(Beginning of EXTRACTED INFORMATION)

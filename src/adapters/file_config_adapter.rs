//! INI file configuration adapter.

use configparser::ini::Ini;
use std::path::Path;

use crate::domain::error::PulseError;
use crate::ports::config_port::ConfigPort;

#[derive(Debug)]
pub struct FileConfigAdapter {
    config: Ini,
}

impl FileConfigAdapter {
    pub fn from_file<P: AsRef<Path>>(path: P) -> Result<Self, PulseError> {
        let mut config = Ini::new();
        config.load(&path).map_err(|e| PulseError::ConfigParse {
            file: path.as_ref().display().to_string(),
            reason: e,
        })?;
        Ok(Self { config })
    }

    pub fn from_string(content: &str) -> Result<Self, PulseError> {
        let mut config = Ini::new();
        config
            .read(content.to_string())
            .map_err(|e| PulseError::ConfigParse {
                file: "<inline>".into(),
                reason: e,
            })?;
        Ok(Self { config })
    }

    fn parse_bool(value: &str) -> Option<bool> {
        match value.to_lowercase().as_str() {
            "true" | "yes" | "1" => Some(true),
            "false" | "no" | "0" => Some(false),
            _ => None,
        }
    }
}

impl ConfigPort for FileConfigAdapter {
    fn get_string(&self, section: &str, key: &str) -> Option<String> {
        self.config.get(section, key)
    }

    fn get_int(&self, section: &str, key: &str, default: i64) -> i64 {
        self.config
            .getint(section, key)
            .ok()
            .flatten()
            .unwrap_or(default)
    }

    fn get_double(&self, section: &str, key: &str, default: f64) -> f64 {
        self.config
            .getfloat(section, key)
            .ok()
            .flatten()
            .unwrap_or(default)
    }

    fn get_bool(&self, section: &str, key: &str, default: bool) -> bool {
        self.config
            .get(section, key)
            .as_ref()
            .and_then(|v| Self::parse_bool(v))
            .unwrap_or(default)
    }
}

#[cfg(test)]
mod tests {
    use super::*;
    use std::io::Write;
    use tempfile::NamedTempFile;

    const SAMPLE: &str = r#"
[run]
symbols = 005930.KS, AAPL
data_dir = data/bars
news_dir = data/news

[portfolio]
initial_capital = 10000000

[indicators]
rsi_period = 14
macd_slow = 26

[scoring]
buy_threshold = 80
"#;

    #[test]
    fn from_string_parses_sections() {
        let adapter = FileConfigAdapter::from_string(SAMPLE).unwrap();
        assert_eq!(
            adapter.get_string("run", "symbols"),
            Some("005930.KS, AAPL".to_string())
        );
        assert_eq!(adapter.get_int("indicators", "rsi_period", 0), 14);
        assert_eq!(
            adapter.get_double("portfolio", "initial_capital", 0.0),
            10_000_000.0
        );
    }

    #[test]
    fn missing_key_returns_none_or_default() {
        let adapter = FileConfigAdapter::from_string(SAMPLE).unwrap();
        assert_eq!(adapter.get_string("run", "state_dir"), None);
        assert_eq!(adapter.get_int("indicators", "sma_short", 5), 5);
        assert_eq!(adapter.get_double("scoring", "baseline", 50.0), 50.0);
    }

    #[test]
    fn non_numeric_value_falls_back_to_default() {
        let adapter = FileConfigAdapter::from_string("[indicators]\nrsi_period = abc\n").unwrap();
        assert_eq!(adapter.get_int("indicators", "rsi_period", 14), 14);
    }

    #[test]
    fn bool_forms() {
        let adapter =
            FileConfigAdapter::from_string("[run]\na = true\nb = yes\nc = 1\nd = no\n").unwrap();
        assert!(adapter.get_bool("run", "a", false));
        assert!(adapter.get_bool("run", "b", false));
        assert!(adapter.get_bool("run", "c", false));
        assert!(!adapter.get_bool("run", "d", true));
        assert!(adapter.get_bool("run", "missing", true));
    }

    #[test]
    fn from_file_reads_config() {
        let mut file = NamedTempFile::new().unwrap();
        write!(file, "{}", SAMPLE).unwrap();
        let adapter = FileConfigAdapter::from_file(file.path()).unwrap();
        assert_eq!(
            adapter.get_string("run", "data_dir"),
            Some("data/bars".to_string())
        );
    }

    #[test]
    fn from_file_missing_is_config_parse_error() {
        let err = FileConfigAdapter::from_file("/nonexistent/pulse.ini").unwrap_err();
        assert!(matches!(err, PulseError::ConfigParse { .. }));
    }
}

(End of EXTRACTED INFORMATION)

TASK: From the data, pick out every line that includes "Some".

RESPONSE TO THE TASK:
            "true" | "yes" | "1" => Some(true),
            "false" | "no" | "0" => Some(false),
            Some("005930.KS, AAPL".to_string())
            Some("data/bars".to_string())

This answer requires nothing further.